## DATA SECTION
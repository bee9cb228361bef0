//! Checkout submission

use serde::Serialize;

use crate::ids::IdempotencyToken;

/// Validated billing or shipping address.
#[derive(Debug, Clone, PartialEq, Eq, Serialize)]
#[serde(rename_all = "camelCase")]
pub struct Address {
    pub(crate) first_name: String,
    pub(crate) last_name: String,
    pub(crate) address1: String,
    pub(crate) city: String,
    pub(crate) postcode: String,
    pub(crate) email: String,
    pub(crate) phone: String,

    #[serde(skip_serializing_if = "Option::is_none")]
    pub(crate) address2: Option<String>,

    #[serde(skip_serializing_if = "Option::is_none")]
    pub(crate) company: Option<String>,

    #[serde(skip_serializing_if = "Option::is_none")]
    pub(crate) country: Option<String>,

    #[serde(skip_serializing_if = "Option::is_none")]
    pub(crate) state: Option<String>,
}

impl Address {
    /// First name
    pub fn first_name(&self) -> &str {
        &self.first_name
    }

    /// Last name
    pub fn last_name(&self) -> &str {
        &self.last_name
    }

    /// Street address
    pub fn address1(&self) -> &str {
        &self.address1
    }

    /// City
    pub fn city(&self) -> &str {
        &self.city
    }

    /// Postcode
    pub fn postcode(&self) -> &str {
        &self.postcode
    }

    /// Email
    pub fn email(&self) -> &str {
        &self.email
    }

    /// Phone
    pub fn phone(&self) -> &str {
        &self.phone
    }

    /// Second address line
    pub fn address2(&self) -> Option<&str> {
        self.address2.as_deref()
    }

    /// Company
    pub fn company(&self) -> Option<&str> {
        self.company.as_deref()
    }

    /// Country code
    pub fn country(&self) -> Option<&str> {
        self.country.as_deref()
    }

    /// State or county
    pub fn state(&self) -> Option<&str> {
        self.state.as_deref()
    }
}

/// Order placement request.
///
/// Built once per submit attempt by
/// [`to_checkout_submission`](crate::formatter::to_checkout_submission) and
/// never modified afterwards. Serializes to the backend's `CheckoutInput`.
#[derive(Debug, Clone, PartialEq, Eq, Serialize)]
#[serde(rename_all = "camelCase")]
pub struct CheckoutSubmission {
    #[serde(rename = "clientMutationId")]
    pub(crate) idempotency_token: IdempotencyToken,
    pub(crate) billing: Address,
    pub(crate) shipping: Address,
    pub(crate) ship_to_different_address: bool,
    pub(crate) payment_method: String,
    pub(crate) is_paid: bool,
    pub(crate) transaction_id: String,
}

impl CheckoutSubmission {
    /// Token identifying this submission to the backend.
    pub fn idempotency_token(&self) -> IdempotencyToken {
        self.idempotency_token
    }

    /// Billing address
    pub fn billing(&self) -> &Address {
        &self.billing
    }

    /// Shipping address; a copy of billing unless shipping differs.
    pub fn shipping(&self) -> &Address {
        &self.shipping
    }

    /// Whether a separate shipping address was supplied.
    pub fn ship_to_different_address(&self) -> bool {
        self.ship_to_different_address
    }

    /// Payment gateway id, e.g. `"cod"`.
    pub fn payment_method(&self) -> &str {
        &self.payment_method
    }

    /// Whether payment was already taken.
    pub fn is_paid(&self) -> bool {
        self.is_paid
    }

    /// Payment transaction id, empty for unpaid orders.
    pub fn transaction_id(&self) -> &str {
        &self.transaction_id
    }
}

## PROBLEM
Copy out, in full, each line above that has the word "struct" in it.

## WRITTEN SOLUTION
pub struct Address {
pub struct CheckoutSubmission {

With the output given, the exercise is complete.